Como se estivessem numa prisão. Um abraço entre grades é tudo o que é concedido a estes dois irmãos sírios, Fadi e Mohamed, vindos de longe até ao porto de Kalamata, na Grécia. Mas a história que carregam até essa barreira fria de metal é um banho de realidade que merecia bem mais respeito.
Mohamed, de 18 anos, é um sobrevivente do naufrágio de 14 de junho no Peloponeso, onde se estima que mais de 600 pessoas se afogaram por falhas nos socorros quando o barco de pesca onde viajavam teve uma avaria. Entre eles, cerca de cem crianças amontoadas no porão (apesar de este “cerca” carregar em si a vida de não sabemos quantos nomes).
Fadi é o irmão mais velho, vindo da Holanda para se certificar de que o irmão estava vivo. E está, vivo apesar das lágrimas, das condições de saúde e do trauma que carrega. Porque a história dos dois irmãos sírios começa muito antes: numa infância de guerra, na viagem precária até à Líbia, na estadia prolongada nesse país, onde Mohamed – declara o irmão aos jornalistas – passou os últimos dois anos, a trabalhar para ganhar o dinheiro suficiente (entre 4.000 e 6.000 euros) para pagar a viagem da esperança que o levou a tocar a morte, numa noite de terror no Mediterrâneo.
De uma primeira reconstrução dos factos, sabemos que as autoridades gregas e italianas foram informadas muitas horas antes do naufrágio do barco, como evidenciado pela presença no local de um avião da Frontex, a Agência Europeia da Guarda de Fronteiras e Costeira responsável pela gestão das fronteiras externas do espaço Schengen. A mesma Guarda Costeira grega afirma ter oferecido assistência ao barco antes do naufrágio, mas ter encontrado a “oposição dos migrantes”. A Amnistia Internacional evidencia a necessidade de investigar sobre as circunstâncias que levaram à tragédia [ver 7MARGENS].

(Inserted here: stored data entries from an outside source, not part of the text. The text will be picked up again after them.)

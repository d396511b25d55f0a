//! Tool argument and response models
//!
//! Defines the DTOs (Data Transfer Objects) exchanged over the tool API.

pub mod requests;
pub mod responses;

// Re-export commonly used types
pub use requests::{CityArgs, ForecastArgs, HistoryArgs, DEFAULT_FORECAST_DAYS};
pub use responses::{
    ClearedAll, ClearedCity, Envelope, HealthMetrics, HealthReport, HealthStatus, ServiceHealth,
    ToolDescriptor,
};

Infelizmente este não foi um acontecimento isolado e pontual, tendo em conta que “o primeiro trimestre de 2023 foi o mais letal no Mediterrâneo central dos últimos seis anos”. Afirmação confirmada pelo último relatório do Alto Comissariado das Nações Unidas para os Refugiados (ACNUR/ UNHCR), Global Trends in Forced Displacement 2022, segundo o qual no final de 2022 o número de pessoas em fuga por necessidade atingiu o recorde de 108,4 milhões, com uma aumento sem precedentes de 19,1 milhões em relação ao ano anterior. As principais causas estão ligadas à guerra Rússia-Ucrânia, a perseguições, discriminações, violências e ao impacto da crise climática. No início deste ano, o conflito armado no Sudão fez disparar o número de deslocados para os 110 milhões.
Uma tendência em crescimento, a das migrações, que decreta o insucesso de todas as políticas de contenção do fenómeno, as quais trazem como principal resultado a morte de pessoas desesperadas. Ouvindo as vozes da sociedade civil que trabalham com refugiados, parece unânime que a única forma de evitar tais tragédias é a instituição de percursos legais e seguros para a Europa, os chamados corredores humanitários, realizados pela primeira vez em Itália em 2015 e sobre os quais este país tem feito experiência pioneira, pela qual vale a pena deixar-se inspirar.
Se em 2023, enquanto os nossos filhos estudam a história das perseguições, guerras e tratamentos desumanos ocorridas nos séculos passados, o noticiário transmite imagens de irmãos que se tocam através de grades, muita estrada temos ainda por fazer.
Giovanna Campagnolo é gestora de recursos humanos e formadora na área comportamental. Trabalhou 13 anos na Cáritas em Itália, como responsável de voluntariado e de programas de desenvolvimento social, especialmente dirigidos a jovens e refugiados.